Near the end of the baseball season, Cleghorn was rushed into service on the track infield to throw the javelin in a meet against the University of Oklahoma. He won the event by a margin of 1¾ inches with a toss of 164 feet 8 inches, and assured A&M of victory over its archrival. For his accomplishment, Cleghorn was granted a letter in track. Coupled with letters in baseball and football, he joined Allie Reynolds as a rare three-sport letterman at Oklahoma A&M.
During the summer of 1940 Cleghorn again pitched for the Shawnee Indians team. In a game against Seminole, he did not give up a hit until the 13th inning as Shawnee won, 2-1, in 15 innings.
Most of Cleghorn’s college teammates were with the Stillwater Boomers during the annual sandlot tourney in the summer of 1940. Cleghorn had pitched for Shawnee, which did not qualify for the tourney and he had joined Seminole, which did qualify. The Boomers were the state runners-up to the Enid Champlins, who won the second and last semipro World Series in Puerto Rico in September.
In the spring of 1941 Cleghorn tried out for the Muskogee (Oklahoma) Reds of the Class C Western Association. Muskogee assigned his contract to the Denver Bears of the Class D Western League. Cleghorn made the Denver team and was the winner of the Opening Day game. With a 13-13 record and a 3.41 ERA in 210 innings, Cleghorn was the only Bears pitcher who did not have a losing season as the Bears finished in last place in the six-team league with 42 victories and 68 defeats, 23 games out of first.

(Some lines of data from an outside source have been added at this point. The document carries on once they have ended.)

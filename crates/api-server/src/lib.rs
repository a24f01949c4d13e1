use analysis_orchestrator::DashboardOrchestrator;
use anyhow::Context;
use axum::{
    extract::{Request, State},
    http::StatusCode,
    middleware,
    response::{IntoResponse, Response},
    routing::get,
    Json, Router,
};
use chrono::{DateTime, Utc};
use serde::Serialize;
use std::sync::Arc;
use tower::ServiceBuilder;
use tower_http::{timeout::TimeoutLayer, trace::TraceLayer};
use tracing_subscriber::EnvFilter;
use yahoo_client::YahooFinanceClient;

pub mod config;
mod dashboard_routes;
mod embedded_frontend;
mod request_id;
mod router_tests;
mod security_headers;

pub use config::ServerConfig;
pub use dashboard_routes::{
    DEFAULT_HORIZON_DAYS, MAX_HORIZON_DAYS, NO_FORECAST_MESSAGE, NO_HISTORY_MESSAGE,
    NO_NEWS_MESSAGE,
};

#[derive(Clone)]
pub struct AppState {
    pub orchestrator: Arc<DashboardOrchestrator>,
    pub config: Arc<ServerConfig>,
}

impl AppState {
    pub fn new(orchestrator: DashboardOrchestrator, config: ServerConfig) -> Self {
        Self {
            orchestrator: Arc::new(orchestrator),
            config: Arc::new(config),
        }
    }
}

/// JSON envelope shared by every API endpoint.
#[derive(Serialize)]
pub struct ApiResponse<T> {
    pub success: bool,
    pub data: Option<T>,
    pub error: Option<String>,
}

impl<T> ApiResponse<T> {
    pub fn success(data: T) -> Self {
        Self {
            success: true,
            data: Some(data),
            error: None,
        }
    }

    pub fn error(message: impl Into<String>) -> Self {
        Self {
            success: false,
            data: None,
            error: Some(message.into()),
        }
    }
}

/// Handler error: an HTTP status plus the underlying cause.
#[derive(Debug)]
pub struct AppError {
    status: StatusCode,
    error: anyhow::Error,
}

impl AppError {
    pub fn with_status(status: StatusCode, error: anyhow::Error) -> Self {
        Self { status, error }
    }

    pub fn bad_request(message: impl Into<String>) -> Self {
        Self::with_status(StatusCode::BAD_REQUEST, anyhow::anyhow!(message.into()))
    }

    pub fn status(&self) -> StatusCode {
        self.status
    }
}

impl<E> From<E> for AppError
where
    E: Into<anyhow::Error>,
{
    fn from(err: E) -> Self {
        Self::with_status(StatusCode::INTERNAL_SERVER_ERROR, err.into())
    }
}

impl IntoResponse for AppError {
    fn into_response(self) -> Response {
        if self.status.is_server_error() {
            tracing::error!("Request failed: {:#}", self.error);
        } else {
            tracing::debug!("Rejected request: {}", self.error);
        }
        let body = Json(ApiResponse::<()>::error(format!("{:#}", self.error)));
        (self.status, body).into_response()
    }
}

/// Install the global subscriber. `RUST_LOG` filters (default `info`);
/// `RUST_LOG_FORMAT=json` switches to JSON lines.
pub fn init_tracing() {
    let filter = EnvFilter::try_from_default_env().unwrap_or_else(|_| EnvFilter::new("info"));
    let json = std::env::var("RUST_LOG_FORMAT")
        .map(|v| v.eq_ignore_ascii_case("json"))
        .unwrap_or(false);

    let builder = tracing_subscriber::fmt().with_env_filter(filter);
    let installed = if json {
        builder.json().try_init()
    } else {
        builder.try_init()
    };
    if installed.is_err() {
        return;
    }

    std::panic::set_hook(Box::new(|info| {
        tracing::error!("panic: {}", info);
    }));
}

#[derive(Serialize)]
struct HealthStatus {
    status: &'static str,
    version: &'static str,
    cached_histories: usize,
    timestamp: DateTime<Utc>,
}

async fn health(State(state): State<AppState>) -> Json<ApiResponse<HealthStatus>> {
    Json(ApiResponse::success(HealthStatus {
        status: "ok",
        version: env!("CARGO_PKG_VERSION"),
        cached_histories: state.orchestrator.cache_len(),
        timestamp: Utc::now(),
    }))
}

pub fn build_router(state: AppState) -> Router {
    let request_timeout = state.config.request_timeout();

    Router::new()
        .route("/api/health", get(health))
        .merge(dashboard_routes::dashboard_routes())
        .merge(embedded_frontend::frontend_routes())
        .layer(
            ServiceBuilder::new()
                .layer(TraceLayer::new_for_http().make_span_with(|request: &Request| {
                    tracing::info_span!(
                        "http",
                        method = %request.method(),
                        uri = %request.uri(),
                        request_id = tracing::field::Empty,
                    )
                }))
                .layer(TimeoutLayer::new(request_timeout))
                .layer(middleware::from_fn(request_id::request_id_middleware))
                .layer(middleware::from_fn(security_headers::security_headers_middleware)),
        )
        .with_state(state)
}

async fn shutdown_signal() {
    if let Err(e) = tokio::signal::ctrl_c().await {
        tracing::warn!("Failed to listen for shutdown signal: {}", e);
        std::future::pending::<()>().await;
    }
    tracing::info!("Shutdown signal received");
}

pub async fn run_server() -> anyhow::Result<()> {
    dotenvy::dotenv().ok();
    init_tracing();

    let config = ServerConfig::from_env()?;
    let yahoo = Arc::new(
        YahooFinanceClient::new(config.yahoo_config())
            .context("Failed to build the Yahoo Finance client")?,
    );
    let orchestrator =
        DashboardOrchestrator::new(yahoo.clone(), yahoo, config.orchestrator_config());

    let addr = config.listen_addr();
    let app = build_router(AppState::new(orchestrator, config));

    let listener = tokio::net::TcpListener::bind(&addr)
        .await
        .with_context(|| format!("Failed to bind {}", addr))?;
    tracing::info!("Ticker Lens listening on http://{}", listener.local_addr()?);

    axum::serve(listener, app)
        .with_graceful_shutdown(shutdown_signal())
        .await
        .context("Server error")?;

    Ok(())
}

The highlight of the season for Cleghorn was his no-hit game in a 0-1 loss to Sioux City. One of the gifts Cleghorn received from admirers was “a baby carriage for his son, Bobby, two months and seven days in the world,” according to the Denver Post.
Cleghorn had a famous teammate-for-a-day, Dizzy Dean, who had pitched on the same day in a semipro exhibition game in Colorado Springs. Dean pitched two innings for the Bears and played an inning each in right field and at second base. Denver came from behind in the ninth inning to defeat Sioux City, 5-4, after Dean had left the ballpark. Two weeks before the game, Dean had quit as a coach of the Chicago Cubs to become a St. Louis baseball radio announcer.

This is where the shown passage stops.